Para ele, na questão agrária existe seca, preço, transportes, dentre outras coisas, mas no cerne do tema está o direito de propriedade, posse e uso da terra. O pesquisador lembrou de guerras nacionais envolvendo milhares de pessoas no século passado, resgatando Canudos e Contestado para exemplificar esses conflitos. Reforma agrária com um grau de organização política maior só vai aparecer nos anos 60 no governo Goulart, complementou.
“Há uma contradição muito forte entre o regime fundiário da ordem jurídica e o pacto de poder político que governa o estado brasileiro principalmente do ano 2000 para cá. O governo FHC 2 lança as bases da economia política do agronegócio, pacto que envolve as cadeias agroindustriais principais e um conjunto de setores passa a ter protagonismo no cenário exterior. Caminho de forte reprimarização de suas exportações, e a dependência externa passa para a potencialização desses setores no Brasil. Projeto de economia com eixo de protagonismo do próprio Estado, arranjo de poder das cadeias de produção com as grandes propriedades fundiárias”, afirmou.

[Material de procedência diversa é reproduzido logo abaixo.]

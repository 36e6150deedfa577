//! Command-line front end.
//!
//! Defines the arguments with `clap` and renders query results as plain
//! text lines. Kept separate from `main` so the parsing and formatting can
//! be tested without spawning a process.

use std::path::PathBuf;

use chrono::Local;
use clap::{Parser, Subcommand};

use crate::domain::{InvalidArgument, Station, Time};
use crate::planner::{Departure, Hop, JourneyPlanner, PlannerConfig};
use crate::timetable::{Timetable, TimetableError};

/// Answer journey questions over a JSON timetable.
#[derive(Debug, Parser)]
#[command(name = "journey-planner", version)]
pub struct CliConfig {
    /// Path to the JSON timetable file
    #[arg(long, value_name = "FILE", env = "JOURNEY_PLANNER_TIMETABLE")]
    pub timetable: PathBuf,

    /// Maximum number of entries on a departure board
    #[arg(long, global = true, default_value_t = PlannerConfig::default().board_limit)]
    pub board_limit: usize,

    #[command(subcommand)]
    pub command: Command,
}

impl CliConfig {
    /// Planner configuration from the parsed options.
    pub fn planner_config(&self) -> PlannerConfig {
        PlannerConfig::new(self.board_limit)
    }
}

/// A query to run against the timetable.
#[derive(Debug, Clone, PartialEq, Eq, Subcommand)]
pub enum Command {
    /// List every station
    Stations,
    /// Trains calling at STATION
    TrainsAt {
        #[arg(value_parser = parse_station)]
        station: Station,
    },
    /// Every departure from STATION
    Departures {
        #[arg(value_parser = parse_station)]
        station: Station,
    },
    /// Next departures from STATION, in time order
    Board {
        #[arg(value_parser = parse_station)]
        station: Station,
    },
    /// Onward hops from STATION with their travel times
    Hops {
        #[arg(value_parser = parse_station)]
        station: Station,
    },
    /// Is TO at most one stop after FROM on some train?
    ShortTrip {
        #[arg(value_parser = parse_station)]
        from: Station,
        #[arg(value_parser = parse_station)]
        to: Station,
    },
    /// First departure from STATION at or after a time (default: now)
    Next {
        #[arg(value_parser = parse_station)]
        station: Station,
        #[arg(value_name = "HH:MM", value_parser = parse_time)]
        after: Option<Time>,
    },
    /// Write the timetable back out with times in HH:MM form
    Export {
        #[arg(value_name = "FILE")]
        output: PathBuf,
    },
}

fn parse_station(s: &str) -> Result<Station, InvalidArgument> {
    Station::new(s)
}

fn parse_time(s: &str) -> Result<Time, InvalidArgument> {
    Time::parse_hhmm(s)
}

/// Run a command against a loaded timetable and render its output lines.
pub fn run(
    timetable: Timetable,
    config: PlannerConfig,
    command: &Command,
) -> Result<Vec<String>, TimetableError> {
    if let Command::Export { output } = command {
        timetable.save(output)?;
        return Ok(vec![format!(
            "wrote {} train(s) to {}",
            timetable.len(),
            output.display()
        )]);
    }

    let planner = timetable.into_planner(config);
    Ok(execute(&planner, command))
}

/// Run a query command and render its result as output lines.
///
/// Set-valued results are sorted so output is stable between runs.
pub fn execute(planner: &JourneyPlanner, command: &Command) -> Vec<String> {
    match command {
        Command::Stations => {
            let mut stations: Vec<&Station> = planner.stations().iter().collect();
            stations.sort();
            stations.iter().map(|s| s.to_string()).collect()
        }
        Command::TrainsAt { station } => {
            let mut trains: Vec<_> = planner.trains_at(station).into_iter().collect();
            trains.sort_by_key(|train| train.number());
            trains.iter().map(|train| train.to_string()).collect()
        }
        Command::Departures { station } => {
            let mut departures: Vec<Departure> =
                planner.departures(station).into_iter().collect();
            departures.sort_by_key(|d| (d.time, d.train.number()));
            departures.iter().map(format_departure).collect()
        }
        Command::Board { station } => planner
            .departure_board(station)
            .iter()
            .map(format_departure)
            .collect(),
        Command::Hops { station } => {
            let mut hops: Vec<Hop> = planner.hops_from(station).into_iter().collect();
            hops.sort_by_key(|hop| (hop.departure, hop.train.number()));
            hops.iter().map(format_hop).collect()
        }
        Command::ShortTrip { from, to } => {
            let answer = if planner.is_short_trip(from, to) {
                "yes"
            } else {
                "no"
            };
            vec![format!("{from} -> {to}: {answer}")]
        }
        Command::Next { station, after } => {
            let after = after.unwrap_or_else(|| Time::from_naive_time(Local::now().time()));
            match planner.next_departure(station, after) {
                Some(departure) => vec![format_departure(&departure)],
                None => vec![format!("no departure from {station} at or after {after}")],
            }
        }
        Command::Export { .. } => Vec::new(),
    }
}

fn format_departure(departure: &Departure) -> String {
    format!("{}  {}", departure.time, departure.train)
}

fn format_hop(hop: &Hop) -> String {
    format!(
        "{}  {} -> {} {} ({} min)",
        hop.departure,
        hop.train.info(),
        hop.to,
        hop.arrival,
        hop.minutes()
    )
}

Esse pacto de poder é seguido com toda a violência nos governos do PT, com o Estado cumprindo papel de forte alavancagem econômica e desregulação. Além disso, o agronegócio controla as mídias, o pensamento acadêmico, o poder econômico. A especialização no mercado com produtos homogêneos e superexplorados em busca de vantagens comparativas desses recursos é o que prevalece, complementa.
“Mas quando entram os custos sociais, ambientais e até institucionais nos perguntamos para onde vai esta sociedade industrial e urbana em pleno século XXI? Essa superexploração é uma parte do problema e não solução, porque especializa sua sociedade em bens da natureza que são limitados. A malignidade está na especialização e na dependência da questão do regime de propriedade, que é contra a igualdade. Renda e riqueza concentrada nas mãos dos proprietários, tributações baixas de longa data e extremo ativo dos créditos subvencionados”, observou.

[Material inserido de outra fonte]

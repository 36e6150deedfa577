//! Journey queries over a fixed set of trains.
//!
//! The planner is built once from a train set and never changes afterwards.
//! Every query is a pure filter or traversal over that snapshot, so a
//! single planner can be shared freely between readers.

use std::collections::HashSet;
use std::sync::Arc;

use tracing::{debug, info, trace};

use super::config::PlannerConfig;
use crate::domain::{Station, Time, Train};

/// A train leaving a station at a given time.
#[derive(Debug, Clone, PartialEq, Eq, Hash)]
pub struct Departure {
    pub time: Time,
    pub train: Arc<Train>,
}

/// Two consecutive stops of one train.
#[derive(Debug, Clone, PartialEq, Eq, Hash)]
pub struct Hop {
    pub from: Station,
    pub to: Station,
    pub departure: Time,
    pub arrival: Time,
    pub train: Arc<Train>,
}

impl Hop {
    /// Travel time between the two stops, in minutes.
    pub fn minutes(&self) -> i64 {
        self.arrival.difference(&self.departure)
    }
}

/// Query engine over an immutable set of trains.
///
/// # Examples
///
/// ```
/// use journey_planner::domain::{Station, Stop, Time, Train, TrainInfo};
/// use journey_planner::planner::JourneyPlanner;
///
/// let station = |name: &str| Station::new(name).unwrap();
/// let stop = |h: u32, m: u32, name: &str| Stop::new(Time::new(h, m).unwrap(), station(name));
///
/// let train = Train::new(
///     TrainInfo::Regional { number: 1 },
///     vec![stop(8, 0, "A"), stop(8, 10, "B"), stop(8, 20, "C")],
/// )
/// .unwrap();
///
/// let planner = JourneyPlanner::new([train]);
/// assert_eq!(planner.stations().len(), 3);
/// assert!(planner.is_short_trip(&station("A"), &station("C")));
/// assert!(!planner.is_short_trip(&station("C"), &station("A")));
/// ```
#[derive(Debug, Clone)]
pub struct JourneyPlanner {
    trains: HashSet<Arc<Train>>,
    /// Union of every train's stations, computed once.
    stations: HashSet<Station>,
    config: PlannerConfig,
}

impl JourneyPlanner {
    /// Build a planner with the default configuration.
    ///
    /// Accepts owned trains or shared `Arc<Train>`s. Equal trains collapse
    /// into one.
    pub fn new<I, T>(trains: I) -> Self
    where
        I: IntoIterator<Item = T>,
        T: Into<Arc<Train>>,
    {
        Self::with_config(trains, PlannerConfig::default())
    }

    /// Build a planner with the given configuration.
    pub fn with_config<I, T>(trains: I, config: PlannerConfig) -> Self
    where
        I: IntoIterator<Item = T>,
        T: Into<Arc<Train>>,
    {
        let trains: HashSet<Arc<Train>> = trains.into_iter().map(Into::into).collect();
        let stations: HashSet<Station> = trains
            .iter()
            .flat_map(|train| train.station_set().into_iter().cloned())
            .collect();

        info!(
            trains = trains.len(),
            stations = stations.len(),
            "journey planner initialised"
        );

        Self {
            trains,
            stations,
            config,
        }
    }

    /// Returns every station served by at least one train.
    pub fn stations(&self) -> &HashSet<Station> {
        &self.stations
    }

    /// Returns the train set.
    pub fn trains(&self) -> &HashSet<Arc<Train>> {
        &self.trains
    }

    /// Trains that call at `station`.
    pub fn trains_at(&self, station: &Station) -> HashSet<Arc<Train>> {
        let result: HashSet<Arc<Train>> = self
            .trains
            .iter()
            .filter(|train| train.calls_at(station))
            .cloned()
            .collect();

        trace!(%station, count = result.len(), "trains at station");
        result
    }

    /// Every `(time, train)` pair at which a train is at `station`.
    ///
    /// A train calling at the station more than once contributes one
    /// departure per visit.
    pub fn departures(&self, station: &Station) -> HashSet<Departure> {
        let result: HashSet<Departure> = self
            .trains
            .iter()
            .flat_map(|train| {
                train
                    .schedule()
                    .iter()
                    .filter(move |stop| &stop.station == station)
                    .map(move |stop| Departure {
                        time: stop.time,
                        train: Arc::clone(train),
                    })
            })
            .collect();

        trace!(%station, count = result.len(), "departures from station");
        result
    }

    /// Can `to` be reached from `from` on a single train with at most one
    /// stop in between?
    ///
    /// Only the first visit of each train to `from` is considered. A trip
    /// from a station to itself is never short.
    pub fn is_short_trip(&self, from: &Station, to: &Station) -> bool {
        if from == to {
            return false;
        }

        let short = self
            .trains
            .iter()
            .any(|train| reaches_within_one_stop(train, from, to));

        debug!(%from, %to, short, "short trip check");
        short
    }

    /// Hops leaving `station`: each stop there paired with the train's
    /// next stop.
    pub fn hops_from(&self, station: &Station) -> HashSet<Hop> {
        self.trains
            .iter()
            .flat_map(|train| {
                train
                    .schedule()
                    .windows(2)
                    .filter(move |pair| &pair[0].station == station)
                    .map(move |pair| Hop {
                        from: pair[0].station.clone(),
                        to: pair[1].station.clone(),
                        departure: pair[0].time,
                        arrival: pair[1].time,
                        train: Arc::clone(train),
                    })
            })
            .collect()
    }

    /// The earliest departure from `station` at or after `after`.
    ///
    /// Departures at the same time are ordered by train number.
    pub fn next_departure(&self, station: &Station, after: Time) -> Option<Departure> {
        self.departures(station)
            .into_iter()
            .filter(|departure| departure.time >= after)
            .min_by_key(|departure| (departure.time, departure.train.number()))
    }

    /// Departures from `station` in time order, limited to the configured
    /// board size.
    pub fn departure_board(&self, station: &Station) -> Vec<Departure> {
        let mut board: Vec<Departure> = self.departures(station).into_iter().collect();
        board.sort_by_key(|departure| (departure.time, departure.train.number()));
        board.truncate(self.config.board_limit);
        board
    }
}

/// Does `train`, from its first call at `from`, reach `to` at the next
/// stop or the one after?
fn reaches_within_one_stop(train: &Train, from: &Station, to: &Station) -> bool {
    let schedule = train.schedule();
    let Some(start) = schedule.iter().position(|stop| &stop.station == from) else {
        return false;
    };

    let rest = &schedule[start..];
    [1, 2]
        .into_iter()
        .any(|offset| rest.get(offset).is_some_and(|stop| &stop.station == to))
}
//! Domain types for the journey planner.
//!
//! This module contains the core domain model types that represent
//! validated timetable data. All types enforce their invariants at
//! construction time, so code that receives these types can trust their
//! validity.

mod error;
mod station;
mod time;
mod train;

pub use error::InvalidArgument;
pub use station::Station;
pub use time::Time;
pub use train::{Stop, Train, TrainInfo};
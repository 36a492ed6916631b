// ABOUTME: Internal Rust models for parsed feed data.
// ABOUTME: FeedItem carries the feed's own fields plus the full article body resolved later.

use serde::{Deserialize, Serialize};

/// Represents an author with optional name, email, and URI.
#[derive(Debug, Clone, Default, PartialEq, Serialize, Deserialize)]
pub struct Author {
    pub name: Option<String>,
    pub email: Option<String>,
    pub uri: Option<String>,
}

/// Represents a single item/entry within a feed.
///
/// Everything except `full_content` is filled in by the parser. `summary` is
/// already sanitized, so it can be handed downstream as-is when no full
/// article body can be extracted.
#[derive(Debug, Clone, Default, PartialEq, Serialize, Deserialize)]
pub struct FeedItem {
    pub title: String,
    /// Permalink of the article.
    pub url: String,
    pub guid: String,
    pub summary: String,
    pub author: Option<Author>,
    pub categories: Vec<String>,
    pub published_ms: u64,
    pub updated_ms: u64,
    /// Sanitized full article body, or the summary when extraction missed.
    #[serde(default, skip_serializing_if = "Option::is_none")]
    pub full_content: Option<String>,
}

/// Represents a parsed feed with metadata and items.
#[derive(Debug, Clone, Default, PartialEq, Serialize, Deserialize)]
pub struct Feed {
    pub title: String,
    pub home_url: String,
    pub feed_url: String,
    pub description: String,
    pub language: Option<String>,
    pub updated_ms: u64,
    pub items: Vec<FeedItem>,
}
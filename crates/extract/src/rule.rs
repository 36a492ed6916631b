// ABOUTME: Declarative pattern rules locating an article body inside raw page HTML.
// ABOUTME: A rule names a tag, an attribute/value pair on it, and where the captured body ends.

//! Pattern rule definitions.
//!
//! Rules are plain data. Sources declare them as `const` slices, ordered by
//! fallback priority: the first rule with a structural match wins.

use serde::{Deserialize, Serialize};
use std::borrow::Cow;
use std::fmt;

/// One structural match rule.
///
/// - `tag` empty matches any tag name.
/// - `end` empty means the body ends at the close tag named like the
///   captured opening tag (`</div>` for `<div ...>`).
#[derive(Debug, Clone, PartialEq, Eq, Hash, Serialize, Deserialize)]
pub struct PatternRule {
    #[serde(default)]
    pub tag: Cow<'static, str>,
    pub attr: Cow<'static, str>,
    pub value: Cow<'static, str>,
    #[serde(default)]
    pub end: Cow<'static, str>,
}

impl PatternRule {
    /// Builds a rule from static strings; usable in `const` tables.
    pub const fn new(
        tag: &'static str,
        attr: &'static str,
        value: &'static str,
        end: &'static str,
    ) -> Self {
        Self {
            tag: Cow::Borrowed(tag),
            attr: Cow::Borrowed(attr),
            value: Cow::Borrowed(value),
            end: Cow::Borrowed(end),
        }
    }

    /// Returns true if the rule accepts any tag name.
    pub fn matches_any_tag(&self) -> bool {
        self.tag.is_empty()
    }

    /// Returns true if the body ends at the close tag of the opening tag.
    pub fn ends_at_close_tag(&self) -> bool {
        self.end.is_empty()
    }
}

impl fmt::Display for PatternRule {
    fn fmt(&self, f: &mut fmt::Formatter<'_>) -> fmt::Result {
        let tag = if self.matches_any_tag() { "*" } else { &self.tag };
        write!(f, "<{} {}=\"{}\">", tag, self.attr, self.value)?;
        if self.ends_at_close_tag() {
            write!(f, " .. </{}>", tag)
        } else {
            write!(f, " .. {}", self.end)
        }
    }
}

A proposta do pesquisador é pegar o lucro extraordinário dessas commodities e revertê-lo num sistema de financiamento público para reestruturação do nosso parque industrial, conforme defendia o economista Celso Furtado.

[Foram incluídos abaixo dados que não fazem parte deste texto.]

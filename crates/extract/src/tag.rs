// ABOUTME: Tag extractor returning every body bounded by a pattern rule, in document order.
// ABOUTME: Matching is a non-greedy scan to the first boundary; nested same-named tags are not balanced.

use std::collections::HashMap;

use aho_corasick::AhoCorasick;

use crate::compiled::{close_tag_matcher, get_or_compile, Boundary};
use crate::rule::PatternRule;

/// Returns the inner text of every region matched by `rule`.
///
/// A region starts right after an opening tag accepted by the rule and ends
/// right before the first boundary that follows it. Neither delimiter is part
/// of the capture. Matches never overlap; scanning resumes after each
/// boundary.
///
/// The scan is not nesting-aware. With a close-tag boundary, a nested element
/// of the same name ends the region early:
///
/// ```
/// use spouts_extract::{extract_tags, PatternRule};
///
/// let rule = PatternRule::new("div", "class", "body", "");
/// let html = r#"<div class="body"><div>inner</div>tail</div>"#;
/// assert_eq!(extract_tags(&rule, html), vec!["<div>inner"]);
/// ```
///
/// An empty vector means the rule did not match; it is never an error.
pub fn extract_tags<'h>(rule: &PatternRule, html: &'h str) -> Vec<&'h str> {
    let compiled = match get_or_compile(rule) {
        Some(c) => c,
        None => return Vec::new(),
    };

    let mut found = Vec::new();
    let mut close_tags: HashMap<String, AhoCorasick> = HashMap::new();
    let mut pos = 0;

    while pos < html.len() {
        let Some(caps) = compiled.open.captures_at(html, pos) else {
            break;
        };
        let Some(open) = caps.get(0) else {
            break;
        };
        let body_start = open.end();
        let rest = &html[body_start..];

        let boundary = match &compiled.end {
            Boundary::Fixed(matcher) => matcher.find(rest),
            Boundary::CloseOfCaptured => {
                let name = caps
                    .get(1)
                    .map(|m| m.as_str().to_ascii_lowercase())
                    .unwrap_or_default();
                if !close_tags.contains_key(&name) {
                    match close_tag_matcher(&name) {
                        Some(matcher) => {
                            close_tags.insert(name.clone(), matcher);
                        }
                        None => {
                            pos = body_start;
                            continue;
                        }
                    }
                }
                close_tags.get(&name).and_then(|matcher| matcher.find(rest))
            }
        };

        match boundary {
            Some(m) => {
                found.push(&rest[..m.start()]);
                pos = body_start + m.end();
            }
            // Unterminated region: try the next opening tag.
            None => pos = body_start,
        }
    }

    found
}

#[cfg(test)]
mod tests {
    use super::*;
    use pretty_assertions::assert_eq;

    #[test]
    fn captures_up_to_explicit_marker() {
        let rule = PatternRule::new(
            "div",
            "class",
            "meldung_wrapper",
            "<!-- AUTHOR-DATA-MARKER-BEGIN",
        );
        let html = r#"<div class="meldung_wrapper">Hello <b>World</b><!-- AUTHOR-DATA-MARKER-BEGIN --></div>"#;
        assert_eq!(extract_tags(&rule, html), vec!["Hello <b>World</b>"]);
    }

    #[test]
    fn accepts_single_quotes_and_extra_attributes() {
        let rule = PatternRule::new("div", "id", "artikel", "");
        let html = r#"<DIV data-x="1" id='artikel' class="wide">text</DIV>"#;
        assert_eq!(extract_tags(&rule, html), vec!["text"]);
    }

    #[test]
    fn attribute_value_is_case_sensitive() {
        let rule = PatternRule::new("div", "class", "Lead", "");
        assert!(extract_tags(&rule, r#"<div class="lead">x</div>"#).is_empty());
        assert_eq!(extract_tags(&rule, r#"<div class="Lead">x</div>"#), vec!["x"]);
    }

    #[test]
    fn attribute_value_must_match_whole_value() {
        let rule = PatternRule::new("div", "class", "lead", "");
        assert!(extract_tags(&rule, r#"<div class="lead big">x</div>"#).is_empty());
    }

    #[test]
    fn attribute_name_needs_word_start() {
        let rule = PatternRule::new("div", "class", "lead", "");
        assert!(extract_tags(&rule, r#"<div data-class="lead">x</div>"#).is_empty());
    }

    #[test]
    fn wildcard_tag_uses_captured_close_tag() {
        let rule = PatternRule::new("", "id", "blocon", "");
        let html = r#"<section id="blocon"><p>a</p></section><p>b</p>"#;
        assert_eq!(extract_tags(&rule, html), vec!["<p>a</p>"]);
    }

    #[test]
    fn close_tag_matches_case_insensitively() {
        let rule = PatternRule::new("span", "class", "date", "");
        assert_eq!(
            extract_tags(&rule, r#"<span class="date">today</SPAN>"#),
            vec!["today"]
        );
    }

    #[test]
    fn returns_all_matches_in_document_order() {
        let rule = PatternRule::new("p", "class", "item", "");
        let html = r#"<p class="item">one</p><p>skip</p><p class="item">two</p>"#;
        assert_eq!(extract_tags(&rule, html), vec!["one", "two"]);
    }

    #[test]
    fn does_not_cross_into_following_sibling() {
        let rule = PatternRule::new("div", "class", "body", "");
        let html = r#"<div class="body">first</div><div class="other">second</div>"#;
        assert_eq!(extract_tags(&rule, html), vec!["first"]);
    }

    #[test]
    fn nested_same_name_ends_region_early() {
        let rule = PatternRule::new("div", "class", "body", "");
        let html = r#"<div class="body">a<div class="inner">b</div>c</div>"#;
        assert_eq!(extract_tags(&rule, html), vec![r#"a<div class="inner">b"#]);
    }

    #[test]
    fn unterminated_region_is_skipped() {
        let rule = PatternRule::new("div", "class", "body", "<!-- end -->");
        let html = r#"<div class="body">never closed</div>"#;
        assert!(extract_tags(&rule, html).is_empty());
    }

    #[test]
    fn body_may_span_lines() {
        let rule = PatternRule::new("div", "id", "artikel", "<div id=\"artikelfuss\">");
        let html = "<div id=\"artikel\">\n<p>one</p>\n<p>two</p>\n<div id=\"artikelfuss\">";
        assert_eq!(extract_tags(&rule, html), vec!["\n<p>one</p>\n<p>two</p>\n"]);
    }

    #[test]
    fn no_match_on_malformed_input() {
        let rule = PatternRule::new("div", "class", "body", "");
        assert!(extract_tags(&rule, "<div class=\"body\"").is_empty());
        assert!(extract_tags(&rule, "<<<>>>").is_empty());
        assert!(extract_tags(&rule, "").is_empty());
    }
}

“Falta um projeto de longo prazo para que esse sistema seja reprodutivo e sanável nas contradições inerentes da sua própria forma de explorar. O regime capitalista viola o regime de propriedade, comete todos os crimes ambientais, de trabalho escravo e intoxicação da natureza e fica por isso mesmo. Sem afetar o direito de propriedade dele, não tem condições de reverter”, encerrou.